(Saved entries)
::::

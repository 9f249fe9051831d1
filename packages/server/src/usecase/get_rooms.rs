//! UseCase: Room 一覧取得

use std::sync::Arc;

use crate::domain::{PresenceRegistry, RoomPresence};

use super::error::GetRoomsError;

/// アクティブな Room 一覧取得のユースケース
pub struct GetRoomsUseCase {
    registry: Arc<dyn PresenceRegistry>,
}

impl GetRoomsUseCase {
    pub fn new(registry: Arc<dyn PresenceRegistry>) -> Self {
        Self { registry }
    }

    /// 接続が1つ以上ある Room の在室状況を room_id 順で返す
    pub async fn execute(&self) -> Result<Vec<RoomPresence>, GetRoomsError> {
        Ok(self.registry.active_rooms().await?)
    }
}
//! The graphics calls this program makes.
//!
//! [`GraphicsApi`] is the narrow slice of OpenGL used for uploading and drawing
//! indexed geometry. It is implemented for [`glow::Context`] and, in tests, for
//! a recording double that keeps track of every call.

use glam::Vec4;
use glow::HasContext;

/// The OpenGL operations needed to upload and draw indexed geometry.
///
/// Methods take `&self` like [`glow::HasContext`] does, the underlying context
/// is a single-threaded state machine.
pub trait GraphicsApi {
    /// Handle to a vertex array object.
    type VertexArray: Copy + Eq + std::fmt::Debug;
    /// Handle to a buffer object.
    type Buffer: Copy + Eq + std::fmt::Debug;

    fn create_vertex_array(&self) -> Result<Self::VertexArray, String>;
    fn bind_vertex_array(&self, vertex_array: Option<Self::VertexArray>);
    fn delete_vertex_array(&self, vertex_array: Self::VertexArray);

    fn create_buffer(&self) -> Result<Self::Buffer, String>;
    fn bind_buffer(&self, target: u32, buffer: Option<Self::Buffer>);
    fn delete_buffer(&self, buffer: Self::Buffer);

    /// Fills the buffer bound to `target` with data that will not change again.
    fn buffer_data_static(&self, target: u32, data: &[u8]);

    /// Declares the bound array buffer as the source of float attribute `index`.
    fn vertex_attrib_pointer_f32(
        &self,
        index: u32,
        size: i32,
        normalized: bool,
        stride: i32,
        offset: i32,
    );
    fn enable_vertex_attrib_array(&self, index: u32);
    fn disable_vertex_attrib_array(&self, index: u32);

    fn clear_color(&self, color: Vec4);
    fn clear(&self, mask: u32);
    fn draw_elements(&self, mode: u32, count: i32, element_type: u32, offset: i32);
}

impl GraphicsApi for glow::Context {
    type VertexArray = glow::VertexArray;
    type Buffer = glow::Buffer;

    fn create_vertex_array(&self) -> Result<Self::VertexArray, String> {
        unsafe { HasContext::create_vertex_array(self) }
    }

    fn bind_vertex_array(&self, vertex_array: Option<Self::VertexArray>) {
        unsafe { HasContext::bind_vertex_array(self, vertex_array) }
    }

    fn delete_vertex_array(&self, vertex_array: Self::VertexArray) {
        unsafe { HasContext::delete_vertex_array(self, vertex_array) }
    }

    fn create_buffer(&self) -> Result<Self::Buffer, String> {
        unsafe { HasContext::create_buffer(self) }
    }

    fn bind_buffer(&self, target: u32, buffer: Option<Self::Buffer>) {
        unsafe { HasContext::bind_buffer(self, target, buffer) }
    }

    fn delete_buffer(&self, buffer: Self::Buffer) {
        unsafe { HasContext::delete_buffer(self, buffer) }
    }

    fn buffer_data_static(&self, target: u32, data: &[u8]) {
        unsafe { HasContext::buffer_data_u8_slice(self, target, data, glow::STATIC_DRAW) }
    }

    fn vertex_attrib_pointer_f32(
        &self,
        index: u32,
        size: i32,
        normalized: bool,
        stride: i32,
        offset: i32,
    ) {
        unsafe {
            HasContext::vertex_attrib_pointer_f32(
                self,
                index,
                size,
                glow::FLOAT,
                normalized,
                stride,
                offset,
            )
        }
    }

    fn enable_vertex_attrib_array(&self, index: u32) {
        unsafe { HasContext::enable_vertex_attrib_array(self, index) }
    }

    fn disable_vertex_attrib_array(&self, index: u32) {
        unsafe { HasContext::disable_vertex_attrib_array(self, index) }
    }

    fn clear_color(&self, color: Vec4) {
        unsafe { HasContext::clear_color(self, color.x, color.y, color.z, color.w) }
    }

    fn clear(&self, mask: u32) {
        unsafe { HasContext::clear(self, mask) }
    }

    fn draw_elements(&self, mode: u32, count: i32, element_type: u32, offset: i32) {
        unsafe { HasContext::draw_elements(self, mode, count, element_type, offset) }
    }
}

::::

=== Problem ===
Send back the lines of the records word for word, from the very first through the line containing "type Buffer: Copy + Eq + std::fmt::Debug;".

=== Solution to the exercise ===
repository 9f249fe9051831d1
filename packages/server/src/usecase/get_rooms.rs
//! UseCase: Room 一覧取得

use std::sync::Arc;

use crate::domain::{PresenceRegistry, RoomPresence};

use super::error::GetRoomsError;

/// アクティブな Room 一覧取得のユースケース
pub struct GetRoomsUseCase {
    registry: Arc<dyn PresenceRegistry>,
}

impl GetRoomsUseCase {
    pub fn new(registry: Arc<dyn PresenceRegistry>) -> Self {
        Self { registry }
    }

    /// 接続が1つ以上ある Room の在室状況を room_id 順で返す
    pub async fn execute(&self) -> Result<Vec<RoomPresence>, GetRoomsError> {
        Ok(self.registry.active_rooms().await?)
    }
}
//! The graphics calls this program makes.
//!
//! [`GraphicsApi`] is the narrow slice of OpenGL used for uploading and drawing
//! indexed geometry. It is implemented for [`glow::Context`] and, in tests, for
//! a recording double that keeps track of every call.

use glam::Vec4;
use glow::HasContext;

/// The OpenGL operations needed to upload and draw indexed geometry.
///
/// Methods take `&self` like [`glow::HasContext`] does, the underlying context
/// is a single-threaded state machine.
pub trait GraphicsApi {
    /// Handle to a vertex array object.
    type VertexArray: Copy + Eq + std::fmt::Debug;
    /// Handle to a buffer object.
    type Buffer: Copy + Eq + std::fmt::Debug;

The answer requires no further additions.